In this embodiment, the edges 188 of the contact surface 130 of the
contact pad 128 impart friction 178 and spin 184 on the projectile
26. The sharp edge 186 scores or slightly cuts and/or imparts
friction along the circumferential surface of the projectile 26. In
other words, the sharp edge 186 does not puncture the projectile 26
at a point, but scores it along its outer shell. Because the
projectile 26 is scored it is more likely that the projectile 26
will break apart on contact with a target 86 (FIGS. 6-9) and
release the dye contained within.
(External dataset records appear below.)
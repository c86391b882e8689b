//! Interfaces to the collaborators that live outside the controller: the
//! collision engine, the rigid body of the chassis and the input layer.

use ahash::AHashSet;
use glam::{Affine3A, Vec3A};

/// Opaque handle of a body in the host's physics world
#[derive(Clone, Copy, Debug, PartialEq, Eq, Hash, PartialOrd, Ord)]
pub struct BodyId(pub u32);

/// Trace channels a collision query can run on
#[repr(u32)]
#[derive(Clone, Copy, Debug, Default, PartialEq, Eq, Hash)]
pub enum CollisionChannel {
    #[default]
    Visibility = 1 << 0,
    Camera = 1 << 1,
    WorldStatic = 1 << 2,
    WorldDynamic = 1 << 3,
}

impl CollisionChannel {
    pub const ALL_MASK: u32 = u32::MAX;

    #[must_use]
    pub const fn mask(self) -> u32 {
        self as u32
    }
}

/// First contact along a queried segment
#[derive(Clone, Copy, Debug, PartialEq)]
pub struct RayHit {
    /// Distance from the segment's origin to `hit_point`
    pub distance: f32,
    pub hit_point: Vec3A,
    /// False for overlap-only (non-solid) contacts
    pub blocking: bool,
}

pub trait CollisionQuery {
    /// Closest contact on the segment `origin -> end` against anything that
    /// responds to `channel`, skipping every body in `ignore`.
    fn query_ray(
        &self,
        origin: Vec3A,
        end: Vec3A,
        channel: CollisionChannel,
        ignore: &AHashSet<BodyId>,
    ) -> Option<RayHit>;
}

/// The chassis body as seen by the controller.
///
/// Forces accumulate until the host integrates them, the controller never
/// reads velocities back.
pub trait RigidBody {
    fn id(&self) -> BodyId;

    fn mass(&self) -> f32;

    /// World pose of the chassis frame
    fn world_transform(&self) -> Affine3A;

    fn add_force_at_point(&mut self, force: Vec3A, point: Vec3A);

    /// Replaces the chassis-space center of mass offset
    fn set_center_of_mass_offset(&mut self, offset: Vec3A);

    fn forward_vector(&self) -> Vec3A {
        self.world_transform().matrix3.x_axis
    }

    fn world_position(&self) -> Vec3A {
        self.world_transform().translation
    }
}

/// The only action the controller listens to
#[derive(Clone, Copy, Debug, PartialEq, Eq, Hash)]
pub enum InputAction {
    Accelerate,
}

impl InputAction {
    #[must_use]
    pub const fn name(self) -> &'static str {
        match self {
            Self::Accelerate => "accelerate",
        }
    }
}

#[derive(Clone, Copy, Debug, PartialEq, Eq, Hash)]
pub enum InputPhase {
    Started,
    Ongoing,
    Triggered,
    Completed,
    Canceled,
}

#[derive(Clone, Copy, Debug, PartialEq)]
pub struct InputEvent {
    pub action: InputAction,
    pub phase: InputPhase,
    /// Normalized axis value, e.g. +1 forward and -1 reverse, 0 on release
    pub value: f32,
}

impl InputEvent {
    #[must_use]
    pub const fn accelerate(phase: InputPhase, value: f32) -> Self {
        Self {
            action: InputAction::Accelerate,
            phase,
            value,
        }
    }
}

/// Registration side of the host's input layer
pub trait InputBinding {
    /// Requests that `action` events in any of `phases` be delivered to the controller
    fn bind_action(&mut self, action: InputAction, phases: &[InputPhase]);
}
Even if the projectile 26 does
not break apart, the scoring makes it more likely that the
projectile 26 will release at least some dye on the target 86,
which in most games, is enough to eliminate the opponent 86.
Because in most games, the target 86 is eliminated only if the dye
releases on him or her, this feature of the present invention makes
it more likely that the user will eliminate an opposing player 86.
If the barrel 16 (FIG. 10) scores the projectile, it is likely that
the projectile will break within the bore 22 (FIGS. 24 and 25).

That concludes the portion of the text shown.